TASK DETAILS:
Your reply should be a single number, the count of lines in the records that contain "Option".

DATA RECORDS:
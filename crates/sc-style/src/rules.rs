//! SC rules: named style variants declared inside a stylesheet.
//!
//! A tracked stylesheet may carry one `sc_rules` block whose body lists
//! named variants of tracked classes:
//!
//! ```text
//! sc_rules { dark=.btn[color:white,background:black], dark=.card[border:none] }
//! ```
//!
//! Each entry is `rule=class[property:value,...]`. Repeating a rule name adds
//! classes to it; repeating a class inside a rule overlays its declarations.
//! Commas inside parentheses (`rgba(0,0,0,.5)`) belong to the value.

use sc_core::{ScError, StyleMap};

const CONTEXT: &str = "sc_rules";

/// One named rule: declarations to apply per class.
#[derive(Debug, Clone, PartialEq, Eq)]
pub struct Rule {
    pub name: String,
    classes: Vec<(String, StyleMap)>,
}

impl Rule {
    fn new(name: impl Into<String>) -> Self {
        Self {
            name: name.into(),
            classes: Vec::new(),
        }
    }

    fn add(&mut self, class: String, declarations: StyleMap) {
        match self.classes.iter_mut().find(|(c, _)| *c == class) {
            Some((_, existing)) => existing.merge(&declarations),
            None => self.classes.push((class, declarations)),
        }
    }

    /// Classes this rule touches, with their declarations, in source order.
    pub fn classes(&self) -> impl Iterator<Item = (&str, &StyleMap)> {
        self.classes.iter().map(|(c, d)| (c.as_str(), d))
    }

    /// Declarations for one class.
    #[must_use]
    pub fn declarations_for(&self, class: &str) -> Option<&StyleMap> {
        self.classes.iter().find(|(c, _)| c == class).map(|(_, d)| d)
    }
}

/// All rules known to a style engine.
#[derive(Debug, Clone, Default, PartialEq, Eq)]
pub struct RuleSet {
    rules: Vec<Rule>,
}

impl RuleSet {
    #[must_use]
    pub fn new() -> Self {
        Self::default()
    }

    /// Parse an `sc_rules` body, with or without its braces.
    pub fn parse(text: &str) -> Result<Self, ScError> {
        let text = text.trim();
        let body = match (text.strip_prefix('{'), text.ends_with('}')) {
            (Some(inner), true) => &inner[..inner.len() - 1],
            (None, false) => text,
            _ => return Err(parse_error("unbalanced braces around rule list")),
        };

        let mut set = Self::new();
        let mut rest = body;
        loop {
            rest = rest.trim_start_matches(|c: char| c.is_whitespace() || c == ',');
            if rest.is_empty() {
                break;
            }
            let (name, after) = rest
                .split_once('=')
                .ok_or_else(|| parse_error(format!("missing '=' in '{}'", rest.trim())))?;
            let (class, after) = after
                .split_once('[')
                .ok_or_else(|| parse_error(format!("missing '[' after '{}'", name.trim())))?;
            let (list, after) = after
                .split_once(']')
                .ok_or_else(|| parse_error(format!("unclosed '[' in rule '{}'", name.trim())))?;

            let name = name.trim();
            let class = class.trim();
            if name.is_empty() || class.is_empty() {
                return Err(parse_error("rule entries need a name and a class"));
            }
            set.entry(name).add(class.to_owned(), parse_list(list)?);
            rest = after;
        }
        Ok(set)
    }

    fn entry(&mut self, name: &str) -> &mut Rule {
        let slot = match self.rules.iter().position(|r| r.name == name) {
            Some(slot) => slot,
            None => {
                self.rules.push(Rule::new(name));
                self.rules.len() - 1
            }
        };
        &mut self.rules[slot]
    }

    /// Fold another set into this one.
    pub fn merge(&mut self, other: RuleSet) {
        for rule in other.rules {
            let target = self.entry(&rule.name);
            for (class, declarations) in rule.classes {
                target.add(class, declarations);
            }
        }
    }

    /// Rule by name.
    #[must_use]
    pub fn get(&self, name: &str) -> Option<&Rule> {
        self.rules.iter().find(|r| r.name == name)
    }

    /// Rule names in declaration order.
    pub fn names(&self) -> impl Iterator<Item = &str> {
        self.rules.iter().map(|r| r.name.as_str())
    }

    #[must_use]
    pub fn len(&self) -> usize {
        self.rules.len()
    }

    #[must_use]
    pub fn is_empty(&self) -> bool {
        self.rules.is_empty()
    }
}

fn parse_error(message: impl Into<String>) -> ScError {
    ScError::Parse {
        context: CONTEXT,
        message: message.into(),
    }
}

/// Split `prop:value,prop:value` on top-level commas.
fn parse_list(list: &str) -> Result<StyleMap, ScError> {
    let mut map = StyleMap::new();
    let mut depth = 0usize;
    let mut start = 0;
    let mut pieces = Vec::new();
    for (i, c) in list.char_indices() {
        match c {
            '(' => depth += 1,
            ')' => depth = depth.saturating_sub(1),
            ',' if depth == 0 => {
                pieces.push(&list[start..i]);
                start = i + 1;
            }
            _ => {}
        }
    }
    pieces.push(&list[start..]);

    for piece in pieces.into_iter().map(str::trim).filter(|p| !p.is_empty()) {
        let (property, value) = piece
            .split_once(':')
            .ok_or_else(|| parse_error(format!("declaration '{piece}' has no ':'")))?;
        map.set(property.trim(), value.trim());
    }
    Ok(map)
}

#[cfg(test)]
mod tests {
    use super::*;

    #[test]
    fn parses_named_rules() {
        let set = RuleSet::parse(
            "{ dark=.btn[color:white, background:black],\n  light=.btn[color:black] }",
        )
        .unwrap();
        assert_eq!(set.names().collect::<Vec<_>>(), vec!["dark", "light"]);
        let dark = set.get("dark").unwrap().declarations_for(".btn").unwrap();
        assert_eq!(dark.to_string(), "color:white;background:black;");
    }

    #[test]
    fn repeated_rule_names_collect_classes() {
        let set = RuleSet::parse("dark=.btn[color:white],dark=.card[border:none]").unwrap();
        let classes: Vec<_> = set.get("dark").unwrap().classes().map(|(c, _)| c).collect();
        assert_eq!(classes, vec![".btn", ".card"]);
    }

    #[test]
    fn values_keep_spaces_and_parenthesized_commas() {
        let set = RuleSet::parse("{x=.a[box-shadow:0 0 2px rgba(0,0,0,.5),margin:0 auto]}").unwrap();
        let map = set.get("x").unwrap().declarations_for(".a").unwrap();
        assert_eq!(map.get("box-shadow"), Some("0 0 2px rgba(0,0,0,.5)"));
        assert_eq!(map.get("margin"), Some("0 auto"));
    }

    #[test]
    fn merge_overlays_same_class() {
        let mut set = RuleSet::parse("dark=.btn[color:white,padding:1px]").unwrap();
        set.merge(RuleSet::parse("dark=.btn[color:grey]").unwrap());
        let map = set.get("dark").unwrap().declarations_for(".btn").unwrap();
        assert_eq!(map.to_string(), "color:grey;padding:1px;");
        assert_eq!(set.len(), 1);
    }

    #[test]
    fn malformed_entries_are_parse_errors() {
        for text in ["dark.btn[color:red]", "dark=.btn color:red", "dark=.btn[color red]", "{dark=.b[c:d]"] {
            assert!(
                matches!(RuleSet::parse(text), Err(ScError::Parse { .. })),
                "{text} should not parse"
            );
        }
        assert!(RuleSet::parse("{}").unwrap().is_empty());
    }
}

SOLVED PROBLEM:
2